-- LISTED ENTRIES --
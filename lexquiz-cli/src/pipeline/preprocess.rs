//! Built-in per-language preprocessors
//!
//! A preprocessor is a pure text transform producing the human-readable
//! display view of a source: line-break joining, quote normalization,
//! annotation stripping. Anything requiring morphological analysis belongs
//! to the lemmatizer stage, not here.

use fancy_regex::{Captures, Regex};
use once_cell::sync::Lazy;

/// A pure text transform.
pub type Preprocessor = fn(&str) -> String;

/// Look up the built-in preprocessor for a language tag.
pub fn preprocessor_for(lang: &str) -> Option<Preprocessor> {
    match lang {
        "en" => Some(preprocess_en),
        "ojp" => Some(preprocess_ojp),
        _ => None,
    }
}

static LINE_BREAKS: Lazy<Regex> = Lazy::new(|| Regex::new(r"[\n\r]+").unwrap());
static SOFT_HYPHEN: Lazy<Regex> = Lazy::new(|| Regex::new(r"(\w)-\s+(\w)").unwrap());

/// English cleanup: join hard-wrapped lines, mend soft-hyphenated words, and
/// normalize curly quotes.
fn preprocess_en(text: &str) -> String {
    let text = LINE_BREAKS.replace_all(text, " ");
    let text = SOFT_HYPHEN.replace_all(&text, |caps: &Captures| {
        format!("{}{}", &caps[1], &caps[2])
    });
    text.replace('’', "'").replace(['“', '”'], "\"")
}

static REPEAT_VOICED: Lazy<Regex> = Lazy::new(|| Regex::new(r"(?:／〃＼|＼〃／)").unwrap());
static REPEAT_UNVOICED: Lazy<Regex> = Lazy::new(|| Regex::new(r"(?:／＼|＼／)").unwrap());
static ODORIJI_UNVOICED: Lazy<Regex> = Lazy::new(|| Regex::new(r"(.)ゝ").unwrap());
static ODORIJI_VOICED: Lazy<Regex> = Lazy::new(|| Regex::new(r"(.)ゞ").unwrap());

const UNVOICED: &str = "かきくけこさしすせそたちつてとはひふへほ";
const VOICED: &str = "がぎぐげござじずぜぞだぢづでどばびぶべぼ";

fn to_voiced(ch: char) -> char {
    UNVOICED
        .chars()
        .position(|c| c == ch)
        .and_then(|index| VOICED.chars().nth(index))
        .unwrap_or(ch)
}

/// Classical Japanese cleanup: strip editorial annotations, expand
/// single-character repeat marks, normalize bracket forms, and drop the
/// quotation brackets and full-width spaces.
///
/// Multi-character repeat marks (〱/〲 standing for a whole word) need the
/// tagger's tokenization to resolve and are left to the lemmatizer stage.
fn preprocess_ojp(text: &str) -> String {
    let text = text
        .replace('（', "(")
        .replace('）', ")")
        .replace('［', "[")
        .replace('］', "]")
        .replace('｛', "{")
        .replace('｝', "}");

    let mut text = text;
    for (open, close) in [('(', ')'), ('[', ']'), ('{', '}'), ('〔', '〕'), ('【', '】')] {
        text = remove_between(&text, open, close);
    }

    let text = REPEAT_VOICED.replace_all(&text, "〲");
    let text = REPEAT_UNVOICED.replace_all(&text, "〱");
    let text = ODORIJI_UNVOICED.replace_all(&text, |caps: &Captures| {
        format!("{0}{0}", &caps[1])
    });
    let text = ODORIJI_VOICED.replace_all(&text, |caps: &Captures| {
        let prev = caps[1].chars().next().unwrap_or_default();
        format!("{prev}{}", to_voiced(prev))
    });

    text.replace('｢', "「")
        .replace('｣', "」")
        .replace(['「', '」', '『', '』'], "")
        .replace('　', "")
}

/// Drop everything between `open` and `close`, nesting-aware. Stray
/// unbalanced brackets are dropped as well.
fn remove_between(text: &str, open: char, close: char) -> String {
    let mut depth = 0usize;
    let mut out = String::with_capacity(text.len());
    for ch in text.chars() {
        if ch == open {
            depth += 1;
        } else if ch == close {
            depth = depth.saturating_sub(1);
        } else if depth == 0 {
            out.push(ch);
        }
    }
    out
}

#[cfg(test)]
mod tests {
    use super::*;

    #[test]
    fn unknown_language_has_no_preprocessor() {
        assert!(preprocessor_for("tlh").is_none());
    }

    #[test]
    fn en_joins_hard_wrapped_lines() {
        assert_eq!(preprocess_en("one\ntwo\r\nthree"), "one two three");
    }

    #[test]
    fn en_mends_soft_hyphens() {
        assert_eq!(preprocess_en("be-\nsides"), "besides");
    }

    #[test]
    fn en_normalizes_curly_quotes() {
        assert_eq!(preprocess_en("it’s “fine”"), "it's \"fine\"");
    }

    #[test]
    fn ojp_strips_nested_annotations() {
        assert_eq!(
            preprocess_ojp("いと（注（内）釈）をかし"),
            "いとをかし"
        );
    }

    #[test]
    fn ojp_expands_single_repeat_marks() {
        assert_eq!(preprocess_ojp("つゝ"), "つつ");
        assert_eq!(preprocess_ojp("かゞ"), "かが");
    }

    #[test]
    fn ojp_drops_quotation_brackets_and_ideographic_space() {
        assert_eq!(preprocess_ojp("「いと　をかし」"), "いとをかし");
    }

    #[test]
    fn ojp_normalizes_repeat_mark_substitutions() {
        assert_eq!(preprocess_ojp("やう／＼"), "やう〱");
        assert_eq!(preprocess_ojp("かは／〃＼"), "かは〲");
    }
}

-- EXERCISE --
Across the data, find each line that has "chars" in it and copy that line.

-- WRITTEN ANSWER --
        .chars()
        .and_then(|index| VOICED.chars().nth(index))
        let prev = caps[1].chars().next().unwrap_or_default();
    for ch in text.chars() {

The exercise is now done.